El patrón se mostró inquieto, como si quisiera irse; pero sin hacerle caso, Juan prosiguió diciendo:
–También oí una voz que dijo: Esta misma noche morirá el hombre más rico del vecindario. Después, una música dulcísima, un verdadero coro de alabanzas llegó a mis oídos. En ese momento me desperté. Patrón, tan claras fueron esas palabras, que no he podido olvidarlas en todo el día. Me sentía en la obligación de contárselas, pues pueden ser un aviso.
El hacendado se puso pálido, pero trató de ocultar el temor que le sobrevino.
–¡Tonterías!, exclamó. Tú puedes creer en los sueños, pero yo no. Adiós.
Se alejó a todo galope, mientras el viejo Juan, fijando la vista en él, hizo la siguiente oración a Dios:
–Oh Señor, ten misericordia de su alma, si es que debe morir tan pronto.
Cuando regresó a su casa, el patrón entregó el caballo a un criado. Luego se acostó en el sofá, pues se sentía muy cansado.
–¡Qué locura dejar que las tonterías de un viejo ignorante me perturben! ¡El hombre más rico del vecindario! Tengo buena salud. Por lo menos esta mañana me sentía perfectamente bien. Ahora sí me duele la cabeza, y siento que mi corazón no funciona del todo bien.

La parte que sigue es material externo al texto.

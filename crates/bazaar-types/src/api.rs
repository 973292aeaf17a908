use chrono::{DateTime, Utc};
use serde::{Deserialize, Serialize};
use uuid::Uuid;

use crate::models::{ChatRole, Role};

// -- JWT Claims --

/// JWT claims shared by the token service and the HTTP middleware.
/// Canonical definition lives here so both sides agree on the shape.
#[derive(Debug, Clone, Serialize, Deserialize)]
pub struct Claims {
    pub sub: String,
    pub exp: usize,
}

// -- Auth --

#[derive(Debug, Deserialize)]
#[serde(deny_unknown_fields)]
pub struct RegisterRequest {
    pub phone: String,
    pub password: String,
    pub full_name: Option<String>,
}

#[derive(Debug, Serialize)]
pub struct RegisterResponse {
    pub id: Uuid,
    pub phone: String,
    pub role: Role,
}

/// Form body of the token endpoint. OAuth2 password-grant clients send
/// `username`/`password` plus fields like `grant_type` we ignore, so no
/// `deny_unknown_fields` here.
#[derive(Debug, Deserialize)]
pub struct TokenForm {
    pub username: String,
    pub password: String,
    pub device_fingerprint: Option<String>,
}

#[derive(Debug, Serialize, Deserialize)]
pub struct TokenResponse {
    pub access_token: String,
    pub token_type: String,
    /// Present only when the login bound a device.
    #[serde(skip_serializing_if = "Option::is_none")]
    pub refresh_token: Option<String>,
}

#[derive(Debug, Deserialize)]
#[serde(deny_unknown_fields)]
pub struct RefreshRequest {
    pub refresh_token: String,
}

#[derive(Debug, Deserialize)]
#[serde(deny_unknown_fields)]
pub struct LogoutRequest {
    pub refresh_token: String,
}

#[derive(Debug, Serialize)]
pub struct UserResponse {
    pub id: Uuid,
    pub phone: String,
    pub full_name: Option<String>,
    pub role: Role,
    pub created_at: DateTime<Utc>,
}

// -- Chat membership --

#[derive(Debug, Deserialize)]
#[serde(deny_unknown_fields)]
pub struct AddMemberRequest {
    pub user_id: Uuid,
    pub role: ChatRole,
}

// -- Admin --

#[derive(Debug, Deserialize)]
#[serde(deny_unknown_fields)]
pub struct CommandRequest {
    pub cmd: String,
    #[serde(default)]
    pub args: serde_json::Value,
}

#[derive(Debug, Clone, Serialize, Deserialize)]
pub struct CommandReply {
    pub ok: bool,
    pub msg: String,
}

#[derive(Debug, Default, Deserialize)]
pub struct ActionQuery {
    pub admin_id: Option<Uuid>,
    pub action: Option<String>,
    pub since: Option<DateTime<Utc>>,
    pub until: Option<DateTime<Utc>>,
}

// -- Errors --

/// Error body shared by every non-2xx response.
#[derive(Debug, Serialize, Deserialize)]
pub struct ErrorBody {
    pub ok: bool,
    pub error: String,
}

Más tarde llegó el médico. El hacendado intentó explicarle lo que sentía, pero el médico no encontró la razón de este malestar. Durante varias horas trató de tranquilizarlo. Cerca de las diez de la noche el doctor se disponía a irse cuando, de repente, tocaron a la puerta de la casa, y todos se asustaron.
–¿Quién viene a estas horas?, preguntó el patrón. Estaba tan nervioso que se asustaba por todo. Un hombre entró y dijo:
–Lamento molestarlo, señor; solo vine a decirle que el viejo Juan murió de repente esta noche. Por favor, ¿podría usted ocuparse del funeral?
Así, el sueño del viejo Juan se hizo realidad. Pero el más rico del vecindario no era el dueño de grandes y fértiles campos, sino su humilde empleado, quien vivía en una cabaña y daba gracias a Dios cada día por su comida tan sencilla. ¡Su alma, redimida por la sangre del Cordero de Dios, había dejado el cuerpo para entrar por las puertas del cielo!
Hermanos míos amados, oíd: ¿No ha elegido Dios a los pobres de este mundo, para que sean ricos en fe y herederos del reino que ha prometido a los que le aman?